Independent Auditor’s Report 

To the Members of Dome Gold Mines Limited  

Report on the audit of the financial report 

Opinion 

We have audited the financial report of Dome Gold Mines Limited (the Company) and its subsidiaries (the Group), which 
comprises the consolidated statement of financial position as at 30 June 2020, the consolidated statement of profit or loss 
and other comprehensive income, consolidated statement of changes in equity and consolidated statement of cash flows 
for the year then ended, and notes to the consolidated financial statements, including a summary of significant accounting 
policies, and the Directors’ declaration.  

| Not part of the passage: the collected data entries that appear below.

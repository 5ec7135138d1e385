//! FCU / EFIS aircraft profiles.
//!
//! A profile owns no hardware. It fills an [`FcuDisplayData`] from cached
//! datarefs, reports LED levels, and maps the 96 logical buttons onto
//! simulator actions through a static [`FcuButton`] table.

mod laminar;
mod toliss;

pub use laminar::LaminarA333Profile;
pub use toliss::TolissFcuProfile;

use winwing_protocol::fcu::FcuEfisLed;
use winwing_state::{EfisDisplayValue, FcuDisplayData, FcuWindows, HPA_PER_INHG};

use crate::datarefs::DatarefStore;
pub(crate) use crate::profiles::{array_at, level, num, on};
pub(crate) use crate::profiles::Watch;
use crate::profiles::ProfileEntry;
use crate::xplm_shim::CommandPhase;

// ── Button table ──────────────────────────────────────────────────────────────

#[derive(Debug, Clone, Copy, PartialEq, Eq)]
pub enum EfisSide {
    Captain,
    FirstOfficer,
}

#[derive(Debug, Clone, Copy, PartialEq)]
pub enum FcuAction {
    /// Run a command once per press.
    Command(&'static str),
    /// Write a fixed value.
    Set(&'static str, f32),
    /// Flip an int dataref between 0 and 1.
    Toggle(&'static str),
    /// Walk a rotary selector to `target` with its left/right commands.
    StepTo { position: &'static str, left: &'static str, right: &'static str, target: i32 },
    /// Baro knob: one hPa or 0.01 inHg per press.
    Baro { side: EfisSide, up: bool },
}

#[derive(Debug, Clone, Copy, PartialEq)]
pub struct FcuButton {
    pub id:     u16,
    pub name:   &'static str,
    pub action: FcuAction,
}

impl FcuButton {
    pub const fn cmd(id: u16, name: &'static str, command: &'static str) -> Self {
        Self { id, name, action: FcuAction::Command(command) }
    }

    pub const fn set(id: u16, name: &'static str, dataref: &'static str, value: f32) -> Self {
        Self { id, name, action: FcuAction::Set(dataref, value) }
    }

    pub const fn toggle(id: u16, name: &'static str, dataref: &'static str) -> Self {
        Self { id, name, action: FcuAction::Toggle(dataref) }
    }

    pub const fn step(
        id: u16,
        name: &'static str,
        (position, left, right): (&'static str, &'static str, &'static str),
        target: i32,
    ) -> Self {
        Self { id, name, action: FcuAction::StepTo { position, left, right, target } }
    }

    pub const fn baro(id: u16, name: &'static str, side: EfisSide, up: bool) -> Self {
        Self { id, name, action: FcuAction::Baro { side, up } }
    }
}

/// Where one side's barometer lives.
#[derive(Debug, Clone, Copy)]
pub struct BaroRefs {
    pub is_std: &'static str,
    /// Non-zero when the unit selector is on hPa.
    pub unit_hpa: &'static str,
    pub in_hg:    &'static str,
}

// ── Profile trait ─────────────────────────────────────────────────────────────

pub trait FcuEfisProfile: Send {
    fn name(&self) -> &'static str;

    /// Datarefs the windows are built from.
    fn display_datarefs(&self) -> &'static [&'static str];

    /// Monitor everything the windows and LEDs are built from. A change in
    /// any of them triggers a refresh.
    fn watch(&self, store: &DatarefStore, watch: &mut Watch) {
        watch.add_all::<f32>(store, self.display_datarefs());
    }

    fn buttons(&self) -> &'static [FcuButton];

    fn baro_refs(&self, side: EfisSide) -> BaroRefs;

    fn update_display_data(&self, store: &DatarefStore, data: &mut FcuDisplayData);

    /// Current level of every LED and backlight the profile drives.
    fn leds(&self, store: &DatarefStore) -> Vec<(FcuEfisLed, u8)>;

    fn has_efis_left(&self) -> bool {
        true
    }

    fn has_efis_right(&self) -> bool {
        true
    }

    fn button_pressed(&mut self, store: &DatarefStore, button: &FcuButton, phase: CommandPhase) {
        run_action(store, button, phase, |side| self.baro_refs(side));
    }
}

/// ToLiss first: the Laminar A330 marker is never present in a ToLiss cockpit.
pub fn registry() -> [ProfileEntry<dyn FcuEfisProfile>; 2] {
    [
        ProfileEntry { name: "ToLiss A3xx", eligible: TolissFcuProfile::is_eligible, create: TolissFcuProfile::boxed },
        ProfileEntry { name: "Laminar A330", eligible: LaminarA333Profile::is_eligible, create: LaminarA333Profile::boxed },
    ]
}

pub fn find_button(table: &'static [FcuButton], id: u16) -> Option<&'static FcuButton> {
    table.iter().find(|b| b.id == id)
}

// ── Actions ───────────────────────────────────────────────────────────────────

/// Shared button semantics. Everything fires on `Begin`; the rest is ignored.
pub(crate) fn run_action(
    store: &DatarefStore,
    button: &FcuButton,
    phase: CommandPhase,
    baro_refs: impl Fn(EfisSide) -> BaroRefs,
) {
    if phase != CommandPhase::Begin {
        return;
    }
    match button.action {
        FcuAction::Command(cmd) => {
            store.execute_command(cmd, CommandPhase::Once);
        }
        FcuAction::Set(dataref, value) => store.set::<f32>(dataref, value),
        FcuAction::Toggle(dataref) => {
            let current = store.get::<i32>(dataref).unwrap_or(0);
            store.set::<i32>(dataref, i32::from(current == 0));
        }
        FcuAction::StepTo { position, left, right, target } => {
            let Some(current) = crate::profiles::position(store, position) else { return };
            let (cmd, steps) = if current < target { (right, target - current) } else { (left, current - target) };
            for _ in 0..steps {
                store.execute_command(cmd, CommandPhase::Once);
            }
        }
        FcuAction::Baro { side, up } => adjust_baro(store, baro_refs(side), up),
    }
}

fn adjust_baro(store: &DatarefStore, refs: BaroRefs, up: bool) {
    if on(store, refs.is_std) {
        return;
    }
    let Some(in_hg) = store.get_cached::<f32>(refs.in_hg) else { return };
    let step = if up { 1.0 } else { -1.0 };
    let next = if on(store, refs.unit_hpa) {
        (in_hg * HPA_PER_INHG + step) / HPA_PER_INHG
    } else {
        in_hg + step * 0.01
    };
    store.set::<f32>(refs.in_hg, next);
}

// ── Window formatting ─────────────────────────────────────────────────────────

/// What the speed/heading/altitude/vertical windows show, before formatting.
#[derive(Debug, Clone, Copy, Default)]
pub(crate) struct WindowInputs {
    pub speed:        f32,
    pub speed_dashed: bool,
    pub heading:      f32,
    pub hdg_dashed:   bool,
    pub altitude:     f32,
    pub vs:           f32,
    pub vs_dashed:    bool,
}

/// Fill the window strings and the annunciators derived from them. `spd_mach`
/// and `hdg_trk` must already be set.
pub(crate) fn fill_windows(w: &mut FcuWindows, i: WindowInputs) {
    w.speed = if i.speed > 0.0 && !i.speed_dashed {
        if w.spd_mach {
            format!("{:03}", (i.speed * 100.0).round() as i32)
        } else {
            format!("{:03}", i.speed as i32)
        }
    } else {
        "---".to_string()
    };

    w.heading = if i.heading >= 0.0 && !i.hdg_dashed {
        format!("{:03}", (i.heading as i32) % 360)
    } else {
        "---".to_string()
    };

    w.altitude = if i.altitude >= 0.0 {
        format!("{:05}", i.altitude as i32)
    } else {
        "-----".to_string()
    };

    w.vs_mode = !w.hdg_trk;
    w.fpa_mode = w.hdg_trk;
    if i.vs_dashed {
        w.vertical_speed = "-----".to_string();
        w.vs_sign = false;
        w.fpa_comma = w.fpa_mode;
    } else if w.fpa_mode {
        // 600 fpm on the dataref is an FPA of 0.6°.
        let fpa = i.vs / 1000.0;
        let tenths = (fpa.abs() * 10.0).round() as i32;
        w.vertical_speed = format!("{tenths:02}  ");
        w.fpa_comma = true;
        w.vs_sign = fpa >= 0.0;
    } else {
        let abs = (i.vs.round() as i32).abs();
        w.vertical_speed = if abs % 100 == 0 { format!("{:02}##", abs / 100) } else { format!("{abs:04}") };
        w.vs_sign = i.vs >= 0.0;
        w.fpa_comma = false;
    }

    w.vs_indication = w.vs_mode;
    w.fpa_indication = w.fpa_mode;
    w.vs_vertical_line = w.vs_mode && w.vertical_speed != "-----";
    w.lat_mode = true;
}

/// One EFIS baro window. STD hides the value.
pub(crate) fn efis_value(store: &DatarefStore, refs: BaroRefs, enabled: bool, test: bool) -> EfisDisplayValue {
    let is_std = on(store, refs.is_std);
    let mut v = EfisDisplayValue { display_enabled: enabled, display_test: test, is_std, ..Default::default() };
    let in_hg = num(store, refs.in_hg);
    if !is_std && in_hg > 0.0 {
        v.set_baro(in_hg, !on(store, refs.unit_hpa));
    }
    v
}

#[cfg(test)]
pub(crate) mod testing {
    pub use crate::profiles::pap3::testing::{count_calls, make_mock, set_float, set_int};

    /// Level set for `led` in a profile's LED list.
    pub fn led_level(
        leds: &[(winwing_protocol::fcu::FcuEfisLed, u8)],
        led: winwing_protocol::fcu::FcuEfisLed,
    ) -> Option<u8> {
        leds.iter().find(|(l, _)| *l == led).map(|(_, v)| *v)
    }
}

#[cfg(test)]
mod tests {
    use super::testing::*;
    use super::*;
    use crate::xplm_shim::DataRefValue;

    fn windows(mach: bool, trk: bool, i: WindowInputs) -> FcuWindows {
        let mut w = FcuWindows { spd_mach: mach, hdg_trk: trk, ..Default::default() };
        fill_windows(&mut w, i);
        w
    }

    #[test]
    fn speed_and_heading_windows() {
        let w = windows(false, false, WindowInputs { speed: 250.4, heading: 360.0, altitude: 12000.0, ..Default::default() });
        assert_eq!(w.speed, "250");
        assert_eq!(w.heading, "000", "360 shows as 000");
        assert_eq!(w.altitude, "12000");

        let w = windows(true, false, WindowInputs { speed: 0.786, ..Default::default() });
        assert_eq!(w.speed, "079");

        let w = windows(false, false, WindowInputs { speed: 250.0, speed_dashed: true, hdg_dashed: true, ..Default::default() });
        assert_eq!(w.speed, "---");
        assert_eq!(w.heading, "---");
    }

    #[test]
    fn vertical_window_modes() {
        let w = windows(false, false, WindowInputs { vs: -1500.0, ..Default::default() });
        assert_eq!(w.vertical_speed, "15##");
        assert!(!w.vs_sign);
        assert!(w.vs_vertical_line);

        let w = windows(false, false, WindowInputs { vs: 1250.0, ..Default::default() });
        assert_eq!(w.vertical_speed, "1250");
        assert!(w.vs_sign);

        let w = windows(false, true, WindowInputs { vs: -600.0, ..Default::default() });
        assert_eq!(w.vertical_speed, "06  ");
        assert!(w.fpa_comma && w.fpa_indication && !w.vs_sign);

        let w = windows(false, false, WindowInputs { vs_dashed: true, ..Default::default() });
        assert_eq!(w.vertical_speed, "-----");
        assert!(!w.vs_vertical_line);
    }

    const REFS: BaroRefs = BaroRefs { is_std: "t/std", unit_hpa: "t/hpa", in_hg: "t/inhg" };

    #[test]
    fn baro_steps_per_unit() {
        let (mock, store) = make_mock();
        set_int(&mock, "t/std", 0);
        set_int(&mock, "t/hpa", 1);
        set_float(&mock, "t/inhg", 29.92);
        let up = FcuButton::baro(42, "PRESS INC", EfisSide::Captain, true);

        run_action(&store, &up, CommandPhase::Begin, |_| REFS);
        let Some(DataRefValue::Float(v)) = mock.dataref("t/inhg") else { panic!("baro not written") };
        assert!(((v * HPA_PER_INHG) - (29.92 * HPA_PER_INHG + 1.0)).abs() < 0.01, "one hPa up, got {v}");

        set_int(&mock, "t/hpa", 0);
        set_float(&mock, "t/inhg", 29.92);
        let fresh = crate::datarefs::DatarefStore::new(mock.clone());
        run_action(&fresh, &up, CommandPhase::Continue, |_| REFS);
        run_action(&fresh, &up, CommandPhase::Begin, |_| REFS);
        let Some(DataRefValue::Float(v)) = mock.dataref("t/inhg") else { panic!("baro not written") };
        assert!((v - 29.93).abs() < 1e-4, "0.01 inHg up, got {v}");

        set_int(&mock, "t/std", 1);
        let std = crate::datarefs::DatarefStore::new(mock.clone());
        run_action(&std, &up, CommandPhase::Begin, |_| REFS);
        assert_eq!(mock.dataref("t/inhg"), Some(DataRefValue::Float(v)), "STD ignores the knob");
    }

    #[test]
    fn selector_steps_with_commands() {
        let (mock, store) = make_mock();
        set_int(&mock, "t/mode", 3);
        mock.add_command("t/left");
        mock.add_command("t/right");
        let b = FcuButton::step(45, "MODE LS", ("t/mode", "t/left", "t/right"), 0);
        run_action(&store, &b, CommandPhase::Begin, |_| REFS);
        let calls = mock.command_calls();
        assert_eq!(calls.iter().filter(|(n, _)| n == "t/left").count(), 3);
        assert!(calls.iter().all(|(n, _)| n != "t/right"));
    }

    #[test]
    fn toggle_and_set() {
        let (mock, store) = make_mock();
        set_int(&mock, "t/ap", 0);
        set_int(&mock, "t/range", 0);
        run_action(&store, &FcuButton::toggle(3, "AP1", "t/ap"), CommandPhase::Begin, |_| REFS);
        assert_eq!(mock.dataref("t/ap"), Some(DataRefValue::Int(1)));
        run_action(&store, &FcuButton::set(53, "RANGE 80", "t/range", 3.0), CommandPhase::Begin, |_| REFS);
        assert_eq!(mock.dataref("t/range"), Some(DataRefValue::Int(3)));
        run_action(&store, &FcuButton::toggle(3, "AP1", "t/ap"), CommandPhase::End, |_| REFS);
        assert_eq!(mock.dataref("t/ap"), Some(DataRefValue::Int(1)), "release does nothing");
    }
}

In our opinion, the accompanying financial report of the Group is in accordance with the Corporations Act 2001, including: 

a  giving a true and fair view of the Group’s financial position as at 30 June 2020 and of its performance for the year 

ended on that date; and  

b  complying with Australian Accounting Standards and the Corporations Regulations 2001. 

Basis for opinion 

We conducted our audit in accordance with Australian Auditing Standards. Our responsibilities under those standards are 
further described in the Auditor’s Responsibilities for the Audit of the Financial Report section of our report. We are 
independent of the Group in accordance with the auditor independence requirements of the Corporations Act 2001 and 
the ethical requirements of the Accounting Professional and Ethical Standards Board’s APES 110 Code of Ethics for 
Professional Accountants (the Code) that are relevant to our audit of the financial report in Australia. We have also fulfilled 
our other ethical responsibilities in accordance with the Code.  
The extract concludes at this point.